Câmara não aprovará reforma da Previdência com 'exageros' de Guedes, diz Arthur Maia - 10/06/2019

Por Fernando Duarte / Lucas Arraz

Câmara não aprovará reforma da Previdência com 'exageros' de Guedes, diz Arthur Maia - 10/06/2019
Foto: Paulo Victor Nadal / Bahia Notícias

Ex-relator da reforma da Previdência do ex-presidente Michel Temer, o deputado federal baiano Arthur Maia (DEM) se colocou contra novos pontos apresentados pela proposta de mudanças do governo de Jair Bolsonaro. 

 

Na avaliação do deputado, a Câmara deve barrar “exageros” como a diminuição do benefício assistencial de prestação continuada (BPC), a capitalização e a desconstitucionalização do tema. “Na minha cabeça, Paulo Guedes é um homem que tem uma visão muito liberal e que precisa ter mais sensibilidade. Quando ele propõe a capitalização, ele está propondo o fim da Previdência Pública no Brasil”, disse.

 

Em entrevista ao Bahia Notícias, Arthur Maia declarou que Guedes deve comprar sua passagem para fora do país se achar que o texto que enviou ao Legislativo será aprovado na íntegra. “A Câmara não vai de maneira nenhuma, tenho certeza, aprovar o projeto que ele mandou ipsis litteris”, garantiu. 

 

Durante conversa com o Bahia Notícias, Maia também relatou certa frustração com o governo Bolsonaro: “Todos nós sempre temos expectativas elevadas quando um governo consagrado pela opinião pública, pelo voto popular, assume uma nova gestão.
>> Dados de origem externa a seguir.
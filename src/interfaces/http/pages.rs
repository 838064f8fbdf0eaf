//! Page-shaped endpoints: each mirrors one analysis view of the dashboard
//! and bundles the queries that view needs.

use actix_web::{get, web, HttpResponse, Responder};
use chrono::NaiveDate;
use serde::{Deserialize, Serialize};

use crate::domain::error::{AppError, Result};
use crate::domain::filters::{Metric, OrderFilter};
use crate::domain::metrics::{
    CategoryPerformance, CategoryQuarterRevenue, CityRevenue, MetricPoint, MonthYearValue,
    ProductRevenue, QuarterlyPerformance, RegionPerformance, SegmentBreakdown, ShipModeBreakdown,
    StatePerformance, SubCategoryPerformance, YearKpis, YearlyGrowth, YearlyPerformance,
};
use crate::interfaces::http::{error_response, HttpState};

/// Product rankings show this many rows top and bottom.
const PRODUCT_LIMIT: i64 = 10;

#[derive(Debug, Deserialize)]
pub struct TrendQuery {
    pub metric: Option<String>,
    pub category: Option<String>,
}

#[derive(Debug, Deserialize)]
pub struct OverviewQuery {
    pub year: Option<i32>,
}

#[derive(Debug, Deserialize)]
pub struct ProductsQuery {
    pub categories: Option<String>,
    pub from: Option<String>,
    pub to: Option<String>,
}

#[derive(Debug, Deserialize)]
pub struct RegionsQuery {
    pub regions: Option<String>,
}

#[derive(Debug, Serialize)]
pub struct OverviewResponse {
    pub year: i32,
    pub kpis: YearKpis,
    pub yearly: Vec<YearlyPerformance>,
    pub segments: Vec<SegmentBreakdown>,
}

#[derive(Debug, Serialize)]
pub struct ProductsResponse {
    pub categories: Vec<CategoryPerformance>,
    pub top_products: Vec<ProductRevenue>,
    pub bottom_products: Vec<ProductRevenue>,
    pub sub_categories: Vec<SubCategoryPerformance>,
}

#[derive(Debug, Serialize)]
pub struct RegionsResponse {
    pub regions: Vec<RegionPerformance>,
    pub states: Vec<StatePerformance>,
    pub ship_modes: Vec<ShipModeBreakdown>,
    pub cities: Vec<CityRevenue>,
}

#[derive(Debug, Serialize)]
pub struct TimeSeriesResponse {
    pub metric: Metric,
    pub monthly: Vec<MetricPoint>,
    pub by_month_year: Vec<MonthYearValue>,
    pub quarterly: Vec<QuarterlyPerformance>,
    pub category_quarters: Vec<CategoryQuarterRevenue>,
    pub growth: Vec<YearlyGrowth>,
}

/// Comma-separated list parameter ("Furniture,Technology").
pub(crate) fn parse_list(param: &Option<String>) -> Vec<String> {
    param
        .as_deref()
        .unwrap_or("")
        .split(',')
        .map(str::trim)
        .filter(|s| !s.is_empty())
        .map(str::to_string)
        .collect()
}

pub(crate) fn parse_date(param: &Option<String>, name: &str) -> Result<Option<NaiveDate>> {
    match param.as_deref() {
        None | Some("") => Ok(None),
        Some(value) => NaiveDate::parse_from_str(value, "%Y-%m-%d")
            .map(Some)
            .map_err(|_| {
                AppError::ValidationError(format!(
                    "Invalid date '{}' for {} (expected YYYY-MM-DD)",
                    value, name
                ))
            }),
    }
}

pub(crate) fn parse_metric(param: &Option<String>) -> Result<Metric> {
    match param.as_deref() {
        None | Some("") => Ok(Metric::default()),
        Some(value) => Metric::parse(value),
    }
}

pub(crate) fn product_filter(query: &ProductsQuery) -> Result<OrderFilter> {
    Ok(OrderFilter {
        categories: parse_list(&query.categories),
        date_from: parse_date(&query.from, "from")?,
        date_to: parse_date(&query.to, "to")?,
        ..OrderFilter::default()
    })
}

#[get("/trend/monthly")]
pub async fn trend_monthly(data: web::Data<HttpState>) -> impl Responder {
    match data.analytics.monthly_trend().await {
        Ok(points) => HttpResponse::Ok().json(points),
        Err(e) => error_response(&data.logs, "HttpApi", e),
    }
}

#[get("/overview")]
pub async fn overview(
    data: web::Data<HttpState>,
    query: web::Query<OverviewQuery>,
) -> impl Responder {
    let result = async {
        let year = match query.year {
            Some(year) => year,
            // Default to the most recent year on record.
            None => match data.orders.years().await?.last() {
                Some(&year) => year as i32,
                None => {
                    return Err(AppError::NotFound("No order data loaded".to_string()));
                }
            },
        };

        Ok(OverviewResponse {
            year,
            kpis: data.analytics.year_kpis(year).await?,
            yearly: data.analytics.yearly_performance().await?,
            segments: data.analytics.segment_breakdown().await?,
        })
    }
    .await;

    match result {
        Ok(body) => HttpResponse::Ok().json(body),
        Err(e) => error_response(&data.logs, "HttpApi", e),
    }
}

#[get("/products")]
pub async fn products(
    data: web::Data<HttpState>,
    query: web::Query<ProductsQuery>,
) -> impl Responder {
    let result = async {
        let filter = product_filter(&query)?;
        Ok(ProductsResponse {
            categories: data.analytics.category_performance(&filter).await?,
            top_products: data
                .analytics
                .products_by_revenue(&filter, PRODUCT_LIMIT, false)
                .await?,
            bottom_products: data
                .analytics
                .products_by_revenue(&filter, PRODUCT_LIMIT, true)
                .await?,
            sub_categories: data.analytics.sub_category_performance(&filter).await?,
        })
    }
    .await;

    match result {
        Ok(body) => HttpResponse::Ok().json(body),
        Err(e) => error_response(&data.logs, "HttpApi", e),
    }
}

#[get("/regions")]
pub async fn regions(
    data: web::Data<HttpState>,
    query: web::Query<RegionsQuery>,
) -> impl Responder {
    let filter = OrderFilter {
        regions: parse_list(&query.regions),
        ..OrderFilter::default()
    };

    let result = async {
        Ok::<_, AppError>(RegionsResponse {
            regions: data.analytics.region_performance(&filter).await?,
            states: data.analytics.top_states(&filter).await?,
            ship_modes: data.analytics.ship_mode_by_region(&filter).await?,
            cities: data.analytics.top_cities(&filter).await?,
        })
    }
    .await;

    match result {
        Ok(body) => HttpResponse::Ok().json(body),
        Err(e) => error_response(&data.logs, "HttpApi", e),
    }
}

#[get("/timeseries")]
pub async fn timeseries(
    data: web::Data<HttpState>,
    query: web::Query<TrendQuery>,
) -> impl Responder {
    let result = async {
        let metric = parse_metric(&query.metric)?;
        let filter = OrderFilter::for_category(query.category.clone().filter(|c| !c.is_empty()));

        Ok(TimeSeriesResponse {
            metric,
            monthly: data.analytics.metric_by_month(metric, &filter).await?,
            by_month_year: data.analytics.metric_by_month_year(metric, &filter).await?,
            quarterly: data.analytics.quarterly_performance(metric, &filter).await?,
            category_quarters: data.analytics.category_quarter_revenue().await?,
            growth: data.analytics.yearly_growth().await?,
        })
    }
    .await;

    match result {
        Ok(body) => HttpResponse::Ok().json(body),
        Err(e) => error_response(&data.logs, "HttpApi", e),
    }
}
Na maioria das vezes, nós nos frustramos nesses primeiros momentos”. 

 

Para o parlamentar, o atual cenário de conflito entre o Congresso Nacional e o Palácio do Planalto é um indício que o Brasil caminha cada vez mais para um sistema parlamentarista, já em prática nos tempos atuais. “O Brasil na prática é um país parlamentarista e constitucionalmente um país presidencialista. Isso faz com que um presidente da República seja eleito com a imensa expectativa da população e, naturalmente com relação parlamentarista que acontece na prática, não consiga avançar na sua pauta na velocidade com que as pessoas que votaram nele desejam”, defendeu. 
 

O governo Bolsonaro é o que o senhor esperava que ele seria 5 meses após a posse do novo presidente?

Todos nós sempre temos expectativas elevadas quando um governo consagrado pela opinião pública, pelo voto popular, assume uma nova gestão. Na maioria das vezes, nós nos frustramos nesses primeiros momentos, mas tenho muita esperança que o governo Bolsonaro possa avançar. Esse governo padece nesse momento de falta de experiência e de falta de articulação política. Mas a minha opinião pessoal é de que a condução do Executivo amadurece as pessoas e amadurecerá o presidente Bolsonaro. Ele sempre foi um homem outsider da política, mas acredito que ele vai amadurecer o suficiente para poder coordenar melhor o seu governo e coordenar melhor a articulação política do governo.
 

O presidente iniciou o que ele chama de uma guerra contra velha política. Na opinião do senhor o que é essa velha política?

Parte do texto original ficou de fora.